**Task item:** Each line below that carries the string "InvalidState" must appear in the answer.

Collected data entries
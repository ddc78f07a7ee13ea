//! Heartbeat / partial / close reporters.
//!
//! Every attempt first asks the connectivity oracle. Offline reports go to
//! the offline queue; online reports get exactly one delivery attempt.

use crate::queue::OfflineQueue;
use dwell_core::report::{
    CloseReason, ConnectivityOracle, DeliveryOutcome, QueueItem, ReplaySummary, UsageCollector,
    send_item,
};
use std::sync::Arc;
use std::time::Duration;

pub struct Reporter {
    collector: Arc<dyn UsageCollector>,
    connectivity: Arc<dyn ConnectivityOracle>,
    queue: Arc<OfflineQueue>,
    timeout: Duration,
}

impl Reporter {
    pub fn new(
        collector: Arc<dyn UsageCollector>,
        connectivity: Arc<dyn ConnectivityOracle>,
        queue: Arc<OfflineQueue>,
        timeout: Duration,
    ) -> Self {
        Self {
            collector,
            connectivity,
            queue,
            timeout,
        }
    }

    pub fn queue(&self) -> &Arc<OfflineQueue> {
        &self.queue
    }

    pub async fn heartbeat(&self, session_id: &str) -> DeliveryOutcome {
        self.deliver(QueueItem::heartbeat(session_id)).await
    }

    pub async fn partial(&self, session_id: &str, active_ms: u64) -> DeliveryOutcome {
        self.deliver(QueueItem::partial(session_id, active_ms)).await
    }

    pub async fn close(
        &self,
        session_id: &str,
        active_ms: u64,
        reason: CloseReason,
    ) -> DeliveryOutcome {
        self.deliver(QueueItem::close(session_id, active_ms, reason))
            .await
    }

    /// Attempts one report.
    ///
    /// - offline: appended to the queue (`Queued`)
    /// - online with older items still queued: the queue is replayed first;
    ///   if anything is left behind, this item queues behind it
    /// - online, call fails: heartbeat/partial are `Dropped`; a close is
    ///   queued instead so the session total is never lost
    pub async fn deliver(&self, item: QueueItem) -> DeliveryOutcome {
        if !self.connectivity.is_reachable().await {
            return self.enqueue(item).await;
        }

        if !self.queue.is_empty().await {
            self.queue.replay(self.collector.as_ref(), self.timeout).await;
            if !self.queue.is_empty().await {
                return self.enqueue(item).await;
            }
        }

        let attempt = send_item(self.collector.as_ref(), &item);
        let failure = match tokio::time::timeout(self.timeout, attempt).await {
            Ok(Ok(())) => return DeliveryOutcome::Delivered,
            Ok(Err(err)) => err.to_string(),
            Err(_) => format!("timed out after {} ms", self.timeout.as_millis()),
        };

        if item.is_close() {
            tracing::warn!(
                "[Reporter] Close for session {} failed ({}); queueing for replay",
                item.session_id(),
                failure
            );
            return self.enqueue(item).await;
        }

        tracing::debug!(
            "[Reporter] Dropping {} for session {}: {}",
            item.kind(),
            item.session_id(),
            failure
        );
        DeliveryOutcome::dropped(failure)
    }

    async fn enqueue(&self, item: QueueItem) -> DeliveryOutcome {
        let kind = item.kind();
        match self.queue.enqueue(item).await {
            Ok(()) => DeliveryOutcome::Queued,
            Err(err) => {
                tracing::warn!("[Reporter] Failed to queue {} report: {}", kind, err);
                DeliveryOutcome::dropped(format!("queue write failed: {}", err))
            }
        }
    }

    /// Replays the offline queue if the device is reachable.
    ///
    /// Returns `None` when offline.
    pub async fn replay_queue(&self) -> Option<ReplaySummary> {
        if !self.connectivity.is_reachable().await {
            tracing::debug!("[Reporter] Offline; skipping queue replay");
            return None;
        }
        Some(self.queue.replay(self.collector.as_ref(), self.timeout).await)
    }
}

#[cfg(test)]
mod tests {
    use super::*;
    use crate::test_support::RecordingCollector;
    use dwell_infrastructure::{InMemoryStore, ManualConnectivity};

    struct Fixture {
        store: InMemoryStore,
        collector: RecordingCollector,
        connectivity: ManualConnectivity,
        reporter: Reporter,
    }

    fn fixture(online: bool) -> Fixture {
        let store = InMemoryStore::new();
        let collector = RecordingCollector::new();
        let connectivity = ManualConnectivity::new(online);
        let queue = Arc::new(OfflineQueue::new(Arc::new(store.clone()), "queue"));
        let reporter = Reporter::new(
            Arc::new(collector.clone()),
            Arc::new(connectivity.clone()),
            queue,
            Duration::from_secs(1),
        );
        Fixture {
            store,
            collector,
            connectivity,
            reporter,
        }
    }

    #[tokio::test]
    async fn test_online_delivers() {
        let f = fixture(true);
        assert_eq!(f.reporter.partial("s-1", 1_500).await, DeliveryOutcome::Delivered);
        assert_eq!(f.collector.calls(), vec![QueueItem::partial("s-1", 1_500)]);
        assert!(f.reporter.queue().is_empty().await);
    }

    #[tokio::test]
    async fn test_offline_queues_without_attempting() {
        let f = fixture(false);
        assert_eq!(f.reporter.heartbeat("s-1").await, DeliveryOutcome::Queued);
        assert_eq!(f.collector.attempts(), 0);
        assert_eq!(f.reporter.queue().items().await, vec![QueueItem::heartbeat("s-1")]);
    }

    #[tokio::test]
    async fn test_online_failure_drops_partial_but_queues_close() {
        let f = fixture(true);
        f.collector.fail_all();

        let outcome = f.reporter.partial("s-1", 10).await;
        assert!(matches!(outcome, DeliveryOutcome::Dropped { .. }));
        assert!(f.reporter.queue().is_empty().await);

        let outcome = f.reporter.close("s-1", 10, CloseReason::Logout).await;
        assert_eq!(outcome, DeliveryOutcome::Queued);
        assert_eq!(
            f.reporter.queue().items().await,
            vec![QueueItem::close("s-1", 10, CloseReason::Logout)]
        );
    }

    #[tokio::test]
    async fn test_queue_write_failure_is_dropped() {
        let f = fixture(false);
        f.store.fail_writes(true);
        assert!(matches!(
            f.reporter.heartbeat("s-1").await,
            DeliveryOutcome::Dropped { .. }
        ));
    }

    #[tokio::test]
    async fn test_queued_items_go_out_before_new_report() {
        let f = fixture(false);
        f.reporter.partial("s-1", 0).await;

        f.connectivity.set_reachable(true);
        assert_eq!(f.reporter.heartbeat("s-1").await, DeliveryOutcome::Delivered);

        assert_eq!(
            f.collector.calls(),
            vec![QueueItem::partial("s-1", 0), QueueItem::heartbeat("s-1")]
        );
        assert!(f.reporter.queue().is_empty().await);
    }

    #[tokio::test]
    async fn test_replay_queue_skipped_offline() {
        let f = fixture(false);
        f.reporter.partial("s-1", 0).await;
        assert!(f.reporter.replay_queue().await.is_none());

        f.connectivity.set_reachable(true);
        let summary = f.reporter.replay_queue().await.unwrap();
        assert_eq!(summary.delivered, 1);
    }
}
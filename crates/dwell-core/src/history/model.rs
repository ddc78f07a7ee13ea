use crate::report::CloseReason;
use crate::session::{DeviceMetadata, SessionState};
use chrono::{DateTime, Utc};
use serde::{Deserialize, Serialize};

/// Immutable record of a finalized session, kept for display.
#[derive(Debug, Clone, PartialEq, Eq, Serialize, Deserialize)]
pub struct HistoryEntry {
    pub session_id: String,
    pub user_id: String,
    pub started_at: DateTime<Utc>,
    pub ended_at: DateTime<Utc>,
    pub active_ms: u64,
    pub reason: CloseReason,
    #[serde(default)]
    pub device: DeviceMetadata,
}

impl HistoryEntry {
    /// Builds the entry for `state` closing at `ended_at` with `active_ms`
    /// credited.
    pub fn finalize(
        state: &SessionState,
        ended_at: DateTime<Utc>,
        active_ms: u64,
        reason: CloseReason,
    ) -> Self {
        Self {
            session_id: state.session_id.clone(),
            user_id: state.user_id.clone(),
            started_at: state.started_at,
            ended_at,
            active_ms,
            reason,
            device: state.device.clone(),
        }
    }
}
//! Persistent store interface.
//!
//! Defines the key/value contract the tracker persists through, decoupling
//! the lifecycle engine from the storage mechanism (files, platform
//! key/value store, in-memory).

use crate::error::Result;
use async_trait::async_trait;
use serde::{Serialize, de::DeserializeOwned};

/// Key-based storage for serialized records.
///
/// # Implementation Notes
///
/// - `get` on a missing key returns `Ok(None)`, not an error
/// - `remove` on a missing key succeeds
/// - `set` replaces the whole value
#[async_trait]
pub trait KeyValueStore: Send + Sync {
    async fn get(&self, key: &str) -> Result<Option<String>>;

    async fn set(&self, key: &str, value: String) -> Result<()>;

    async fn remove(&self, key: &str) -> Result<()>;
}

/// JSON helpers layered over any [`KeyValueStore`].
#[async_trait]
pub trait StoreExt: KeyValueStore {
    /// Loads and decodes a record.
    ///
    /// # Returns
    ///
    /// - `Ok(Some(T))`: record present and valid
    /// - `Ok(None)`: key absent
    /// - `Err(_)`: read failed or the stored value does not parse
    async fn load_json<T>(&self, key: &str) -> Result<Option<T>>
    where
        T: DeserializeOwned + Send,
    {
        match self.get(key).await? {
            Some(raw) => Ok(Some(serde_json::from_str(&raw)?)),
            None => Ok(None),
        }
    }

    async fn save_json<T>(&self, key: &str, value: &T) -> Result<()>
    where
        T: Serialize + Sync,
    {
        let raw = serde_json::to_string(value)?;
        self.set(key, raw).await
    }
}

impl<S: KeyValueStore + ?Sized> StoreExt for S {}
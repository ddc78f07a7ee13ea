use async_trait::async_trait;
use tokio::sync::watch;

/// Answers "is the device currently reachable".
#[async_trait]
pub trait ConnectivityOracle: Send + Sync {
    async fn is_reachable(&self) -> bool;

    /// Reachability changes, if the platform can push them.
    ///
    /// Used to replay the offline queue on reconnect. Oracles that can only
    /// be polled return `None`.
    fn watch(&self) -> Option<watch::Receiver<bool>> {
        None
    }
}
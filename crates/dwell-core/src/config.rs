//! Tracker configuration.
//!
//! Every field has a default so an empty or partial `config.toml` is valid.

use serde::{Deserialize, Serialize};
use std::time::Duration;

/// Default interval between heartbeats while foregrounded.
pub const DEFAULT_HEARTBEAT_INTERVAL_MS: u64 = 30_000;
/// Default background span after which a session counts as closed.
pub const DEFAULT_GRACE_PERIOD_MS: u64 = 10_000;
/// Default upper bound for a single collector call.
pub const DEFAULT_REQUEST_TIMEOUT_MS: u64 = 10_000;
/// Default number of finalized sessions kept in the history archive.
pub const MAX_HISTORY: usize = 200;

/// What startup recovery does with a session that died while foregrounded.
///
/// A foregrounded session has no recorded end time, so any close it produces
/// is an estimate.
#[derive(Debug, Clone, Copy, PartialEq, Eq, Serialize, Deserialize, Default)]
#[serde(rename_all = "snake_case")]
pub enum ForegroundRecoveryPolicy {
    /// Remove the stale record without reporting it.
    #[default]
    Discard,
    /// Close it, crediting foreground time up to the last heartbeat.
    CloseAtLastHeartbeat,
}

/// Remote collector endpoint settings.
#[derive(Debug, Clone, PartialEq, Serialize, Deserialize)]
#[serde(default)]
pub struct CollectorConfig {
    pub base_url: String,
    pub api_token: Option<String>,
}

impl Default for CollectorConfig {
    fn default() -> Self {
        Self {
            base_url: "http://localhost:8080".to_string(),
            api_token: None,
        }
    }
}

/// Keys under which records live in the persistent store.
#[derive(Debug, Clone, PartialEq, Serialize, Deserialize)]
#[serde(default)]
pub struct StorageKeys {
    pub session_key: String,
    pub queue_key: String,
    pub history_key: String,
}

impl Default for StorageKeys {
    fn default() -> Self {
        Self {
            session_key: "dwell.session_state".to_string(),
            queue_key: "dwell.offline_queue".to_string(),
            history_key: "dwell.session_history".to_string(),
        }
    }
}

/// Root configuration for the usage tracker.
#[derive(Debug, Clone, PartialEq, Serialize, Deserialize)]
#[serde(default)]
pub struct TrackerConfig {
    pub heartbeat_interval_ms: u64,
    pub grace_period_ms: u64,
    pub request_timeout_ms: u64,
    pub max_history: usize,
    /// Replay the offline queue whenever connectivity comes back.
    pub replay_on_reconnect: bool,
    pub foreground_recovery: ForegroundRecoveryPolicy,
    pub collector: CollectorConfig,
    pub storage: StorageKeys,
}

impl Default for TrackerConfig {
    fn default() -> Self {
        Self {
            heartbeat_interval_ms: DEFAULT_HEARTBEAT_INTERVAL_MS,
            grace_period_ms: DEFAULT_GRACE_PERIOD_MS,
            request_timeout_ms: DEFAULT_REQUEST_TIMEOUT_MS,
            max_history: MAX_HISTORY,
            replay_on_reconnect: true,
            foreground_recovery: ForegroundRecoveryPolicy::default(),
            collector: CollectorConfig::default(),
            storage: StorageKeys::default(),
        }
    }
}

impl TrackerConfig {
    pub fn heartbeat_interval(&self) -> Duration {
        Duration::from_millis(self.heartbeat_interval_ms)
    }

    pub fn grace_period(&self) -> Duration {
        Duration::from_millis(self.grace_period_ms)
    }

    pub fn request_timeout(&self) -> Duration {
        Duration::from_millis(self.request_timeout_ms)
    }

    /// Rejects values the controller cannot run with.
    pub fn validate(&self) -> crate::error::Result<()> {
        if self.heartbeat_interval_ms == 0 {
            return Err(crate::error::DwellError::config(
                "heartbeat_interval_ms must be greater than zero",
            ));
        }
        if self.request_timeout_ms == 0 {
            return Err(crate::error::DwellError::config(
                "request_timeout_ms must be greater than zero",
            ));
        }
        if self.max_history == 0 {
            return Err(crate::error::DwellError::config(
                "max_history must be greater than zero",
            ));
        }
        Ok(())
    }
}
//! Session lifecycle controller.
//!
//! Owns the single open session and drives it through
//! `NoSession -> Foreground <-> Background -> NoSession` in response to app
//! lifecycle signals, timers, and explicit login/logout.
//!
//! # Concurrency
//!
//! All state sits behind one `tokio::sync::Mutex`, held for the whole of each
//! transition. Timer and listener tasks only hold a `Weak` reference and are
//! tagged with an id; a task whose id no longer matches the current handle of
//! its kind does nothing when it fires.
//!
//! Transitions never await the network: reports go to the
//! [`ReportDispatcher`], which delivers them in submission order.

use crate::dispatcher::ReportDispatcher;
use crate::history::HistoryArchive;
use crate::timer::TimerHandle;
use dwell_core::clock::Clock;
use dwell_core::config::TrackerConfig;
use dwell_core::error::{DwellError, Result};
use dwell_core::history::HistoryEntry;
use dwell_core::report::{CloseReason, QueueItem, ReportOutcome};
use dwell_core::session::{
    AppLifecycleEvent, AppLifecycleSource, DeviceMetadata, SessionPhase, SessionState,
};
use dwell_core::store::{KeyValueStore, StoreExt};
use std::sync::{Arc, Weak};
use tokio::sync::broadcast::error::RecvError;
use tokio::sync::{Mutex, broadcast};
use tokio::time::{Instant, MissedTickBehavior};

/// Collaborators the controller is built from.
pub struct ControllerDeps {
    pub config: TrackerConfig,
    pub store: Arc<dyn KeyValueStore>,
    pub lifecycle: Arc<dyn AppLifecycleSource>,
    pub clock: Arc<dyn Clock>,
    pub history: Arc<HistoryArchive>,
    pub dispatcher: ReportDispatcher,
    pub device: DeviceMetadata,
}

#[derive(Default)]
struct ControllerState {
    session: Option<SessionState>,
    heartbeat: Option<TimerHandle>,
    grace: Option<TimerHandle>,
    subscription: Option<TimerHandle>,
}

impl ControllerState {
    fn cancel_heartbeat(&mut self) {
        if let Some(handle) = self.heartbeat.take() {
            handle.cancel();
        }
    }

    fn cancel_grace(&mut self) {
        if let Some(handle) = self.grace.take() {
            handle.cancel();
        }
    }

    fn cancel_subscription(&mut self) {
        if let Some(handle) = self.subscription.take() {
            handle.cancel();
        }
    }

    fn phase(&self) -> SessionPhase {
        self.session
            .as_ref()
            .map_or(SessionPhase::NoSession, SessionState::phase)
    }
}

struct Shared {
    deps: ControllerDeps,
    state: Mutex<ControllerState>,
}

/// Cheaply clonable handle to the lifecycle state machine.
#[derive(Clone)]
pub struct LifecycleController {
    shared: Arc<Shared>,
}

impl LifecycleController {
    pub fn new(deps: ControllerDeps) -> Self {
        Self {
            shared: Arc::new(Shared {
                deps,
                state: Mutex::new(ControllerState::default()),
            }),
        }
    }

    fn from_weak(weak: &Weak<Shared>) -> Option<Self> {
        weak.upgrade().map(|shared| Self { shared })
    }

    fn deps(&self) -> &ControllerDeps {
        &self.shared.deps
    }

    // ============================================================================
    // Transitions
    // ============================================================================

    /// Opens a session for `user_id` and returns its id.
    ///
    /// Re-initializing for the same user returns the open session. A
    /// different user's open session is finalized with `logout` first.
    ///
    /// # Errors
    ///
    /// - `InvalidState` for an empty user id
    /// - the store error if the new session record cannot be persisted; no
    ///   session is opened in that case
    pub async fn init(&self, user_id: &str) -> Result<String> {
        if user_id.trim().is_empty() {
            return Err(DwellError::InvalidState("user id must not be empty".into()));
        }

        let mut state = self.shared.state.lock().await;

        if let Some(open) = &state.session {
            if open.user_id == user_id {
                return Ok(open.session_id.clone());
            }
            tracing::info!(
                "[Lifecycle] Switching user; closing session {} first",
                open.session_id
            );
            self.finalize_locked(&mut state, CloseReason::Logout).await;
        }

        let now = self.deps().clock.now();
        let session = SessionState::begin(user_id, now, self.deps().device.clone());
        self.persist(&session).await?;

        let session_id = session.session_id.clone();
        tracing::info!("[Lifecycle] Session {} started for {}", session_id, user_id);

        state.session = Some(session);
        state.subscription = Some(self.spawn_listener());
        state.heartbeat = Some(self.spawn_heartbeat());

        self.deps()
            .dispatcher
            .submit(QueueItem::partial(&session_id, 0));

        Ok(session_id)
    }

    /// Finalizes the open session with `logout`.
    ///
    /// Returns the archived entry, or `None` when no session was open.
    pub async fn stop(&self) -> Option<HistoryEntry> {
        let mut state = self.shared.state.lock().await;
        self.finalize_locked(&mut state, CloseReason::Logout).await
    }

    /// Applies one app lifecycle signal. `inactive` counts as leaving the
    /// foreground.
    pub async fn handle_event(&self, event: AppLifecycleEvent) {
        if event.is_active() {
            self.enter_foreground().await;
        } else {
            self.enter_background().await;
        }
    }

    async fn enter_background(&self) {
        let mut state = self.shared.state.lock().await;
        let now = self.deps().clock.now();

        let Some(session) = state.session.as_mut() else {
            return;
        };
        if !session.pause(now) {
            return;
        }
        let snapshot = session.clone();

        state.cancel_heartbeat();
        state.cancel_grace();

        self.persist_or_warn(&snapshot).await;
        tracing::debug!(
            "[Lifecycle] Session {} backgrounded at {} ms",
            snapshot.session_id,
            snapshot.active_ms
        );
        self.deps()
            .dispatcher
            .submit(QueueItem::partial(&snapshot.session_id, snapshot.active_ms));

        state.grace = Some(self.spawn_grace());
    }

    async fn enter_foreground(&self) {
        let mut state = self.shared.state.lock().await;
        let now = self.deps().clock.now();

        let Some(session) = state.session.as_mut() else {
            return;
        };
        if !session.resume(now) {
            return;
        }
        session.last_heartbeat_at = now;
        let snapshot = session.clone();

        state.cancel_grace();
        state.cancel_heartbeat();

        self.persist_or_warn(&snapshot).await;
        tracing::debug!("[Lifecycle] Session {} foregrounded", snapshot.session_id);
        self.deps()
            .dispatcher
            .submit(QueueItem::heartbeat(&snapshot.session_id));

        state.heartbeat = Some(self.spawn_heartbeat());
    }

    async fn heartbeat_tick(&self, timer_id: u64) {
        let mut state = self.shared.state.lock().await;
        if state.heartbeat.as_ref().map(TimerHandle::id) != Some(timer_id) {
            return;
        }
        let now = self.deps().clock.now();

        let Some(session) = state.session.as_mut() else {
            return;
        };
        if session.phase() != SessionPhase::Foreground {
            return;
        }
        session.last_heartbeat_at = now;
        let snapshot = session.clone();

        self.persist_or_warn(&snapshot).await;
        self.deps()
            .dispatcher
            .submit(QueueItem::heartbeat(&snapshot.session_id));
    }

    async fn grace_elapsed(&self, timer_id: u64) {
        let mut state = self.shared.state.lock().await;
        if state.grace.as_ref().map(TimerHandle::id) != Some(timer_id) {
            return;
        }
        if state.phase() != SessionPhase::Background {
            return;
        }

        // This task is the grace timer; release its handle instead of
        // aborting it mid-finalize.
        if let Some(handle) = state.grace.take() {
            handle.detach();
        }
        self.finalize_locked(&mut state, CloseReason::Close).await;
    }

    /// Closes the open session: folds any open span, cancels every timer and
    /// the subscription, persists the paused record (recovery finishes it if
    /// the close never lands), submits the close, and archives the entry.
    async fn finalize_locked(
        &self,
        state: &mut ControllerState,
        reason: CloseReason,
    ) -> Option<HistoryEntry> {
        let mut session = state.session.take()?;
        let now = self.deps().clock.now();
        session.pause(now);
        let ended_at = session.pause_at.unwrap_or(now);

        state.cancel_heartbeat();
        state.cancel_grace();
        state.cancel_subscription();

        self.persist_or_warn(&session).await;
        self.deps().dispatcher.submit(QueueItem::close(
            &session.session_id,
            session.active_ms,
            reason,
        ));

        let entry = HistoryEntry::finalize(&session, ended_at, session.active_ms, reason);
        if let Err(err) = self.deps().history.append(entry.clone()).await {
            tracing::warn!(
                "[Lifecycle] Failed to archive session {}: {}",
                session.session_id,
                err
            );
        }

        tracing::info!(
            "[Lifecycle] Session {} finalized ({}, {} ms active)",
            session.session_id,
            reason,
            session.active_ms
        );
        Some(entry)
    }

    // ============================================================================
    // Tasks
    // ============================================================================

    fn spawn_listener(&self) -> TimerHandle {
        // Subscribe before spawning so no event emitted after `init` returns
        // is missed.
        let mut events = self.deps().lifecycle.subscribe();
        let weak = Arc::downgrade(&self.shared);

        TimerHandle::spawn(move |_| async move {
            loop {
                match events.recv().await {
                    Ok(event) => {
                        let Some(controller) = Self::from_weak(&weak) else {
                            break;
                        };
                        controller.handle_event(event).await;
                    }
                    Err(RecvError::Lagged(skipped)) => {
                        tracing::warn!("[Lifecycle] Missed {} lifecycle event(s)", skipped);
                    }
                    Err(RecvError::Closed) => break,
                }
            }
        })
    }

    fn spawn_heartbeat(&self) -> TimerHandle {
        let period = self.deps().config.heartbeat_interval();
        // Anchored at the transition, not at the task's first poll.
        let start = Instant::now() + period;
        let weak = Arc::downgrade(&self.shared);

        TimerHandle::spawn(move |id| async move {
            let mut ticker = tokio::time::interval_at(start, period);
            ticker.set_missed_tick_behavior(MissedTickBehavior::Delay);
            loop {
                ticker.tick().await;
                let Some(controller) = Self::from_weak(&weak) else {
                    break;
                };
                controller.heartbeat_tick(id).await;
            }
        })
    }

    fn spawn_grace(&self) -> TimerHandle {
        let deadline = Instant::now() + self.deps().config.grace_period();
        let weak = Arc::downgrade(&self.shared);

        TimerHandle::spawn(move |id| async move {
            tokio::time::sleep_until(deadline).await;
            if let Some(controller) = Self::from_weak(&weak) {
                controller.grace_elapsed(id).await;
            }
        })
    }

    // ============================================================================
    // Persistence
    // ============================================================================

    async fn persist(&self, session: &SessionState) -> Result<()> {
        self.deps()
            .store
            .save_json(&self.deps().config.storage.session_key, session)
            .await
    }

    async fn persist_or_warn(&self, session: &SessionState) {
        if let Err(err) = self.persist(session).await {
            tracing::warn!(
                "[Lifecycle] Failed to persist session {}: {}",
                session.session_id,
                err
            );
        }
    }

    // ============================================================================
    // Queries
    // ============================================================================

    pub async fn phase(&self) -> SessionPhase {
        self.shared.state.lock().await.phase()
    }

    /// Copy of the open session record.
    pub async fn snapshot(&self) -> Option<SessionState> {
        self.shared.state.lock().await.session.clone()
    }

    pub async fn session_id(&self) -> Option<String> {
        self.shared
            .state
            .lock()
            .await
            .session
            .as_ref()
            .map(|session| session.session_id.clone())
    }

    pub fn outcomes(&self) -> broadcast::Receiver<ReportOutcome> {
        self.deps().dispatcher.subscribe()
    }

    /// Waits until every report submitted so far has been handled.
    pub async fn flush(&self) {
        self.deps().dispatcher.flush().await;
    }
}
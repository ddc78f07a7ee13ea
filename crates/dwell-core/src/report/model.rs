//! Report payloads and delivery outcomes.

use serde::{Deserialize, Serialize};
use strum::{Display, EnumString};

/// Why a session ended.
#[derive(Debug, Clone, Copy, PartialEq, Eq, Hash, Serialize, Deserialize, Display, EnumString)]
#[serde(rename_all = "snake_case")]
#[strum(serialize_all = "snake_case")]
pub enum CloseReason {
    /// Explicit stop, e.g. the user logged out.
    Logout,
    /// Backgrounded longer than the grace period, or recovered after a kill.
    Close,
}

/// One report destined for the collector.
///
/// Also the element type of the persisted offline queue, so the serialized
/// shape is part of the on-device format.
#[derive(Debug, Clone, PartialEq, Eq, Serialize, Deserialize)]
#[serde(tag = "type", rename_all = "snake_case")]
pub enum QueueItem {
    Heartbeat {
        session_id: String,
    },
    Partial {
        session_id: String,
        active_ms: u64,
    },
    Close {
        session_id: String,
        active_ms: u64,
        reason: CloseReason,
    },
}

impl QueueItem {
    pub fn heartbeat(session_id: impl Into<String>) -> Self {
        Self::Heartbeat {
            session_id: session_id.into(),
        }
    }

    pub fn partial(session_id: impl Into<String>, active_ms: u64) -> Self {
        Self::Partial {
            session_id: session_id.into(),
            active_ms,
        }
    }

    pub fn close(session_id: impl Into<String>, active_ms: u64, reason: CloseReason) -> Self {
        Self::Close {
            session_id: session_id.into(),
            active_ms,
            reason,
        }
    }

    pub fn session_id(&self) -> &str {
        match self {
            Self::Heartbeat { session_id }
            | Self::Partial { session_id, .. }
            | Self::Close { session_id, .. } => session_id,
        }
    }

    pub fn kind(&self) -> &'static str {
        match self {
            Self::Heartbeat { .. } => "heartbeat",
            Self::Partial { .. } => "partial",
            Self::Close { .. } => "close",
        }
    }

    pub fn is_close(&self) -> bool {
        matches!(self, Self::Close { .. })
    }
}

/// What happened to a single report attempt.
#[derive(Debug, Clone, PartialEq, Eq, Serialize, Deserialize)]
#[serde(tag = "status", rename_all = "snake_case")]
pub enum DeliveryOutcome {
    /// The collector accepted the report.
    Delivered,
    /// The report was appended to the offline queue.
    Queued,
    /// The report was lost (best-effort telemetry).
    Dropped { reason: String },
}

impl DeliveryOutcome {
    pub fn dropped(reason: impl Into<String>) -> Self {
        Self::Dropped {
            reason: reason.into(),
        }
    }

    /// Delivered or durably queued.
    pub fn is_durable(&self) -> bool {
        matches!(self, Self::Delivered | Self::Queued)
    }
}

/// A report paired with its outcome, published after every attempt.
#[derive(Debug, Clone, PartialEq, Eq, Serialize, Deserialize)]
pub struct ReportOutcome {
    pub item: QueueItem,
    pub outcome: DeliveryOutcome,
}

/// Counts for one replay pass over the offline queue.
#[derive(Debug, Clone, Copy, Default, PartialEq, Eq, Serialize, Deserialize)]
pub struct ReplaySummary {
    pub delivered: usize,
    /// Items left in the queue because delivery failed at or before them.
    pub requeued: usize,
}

**Response to this task:**
    /// - `InvalidState` for an empty user id
            return Err(DwellError::InvalidState("user id must not be empty".into()));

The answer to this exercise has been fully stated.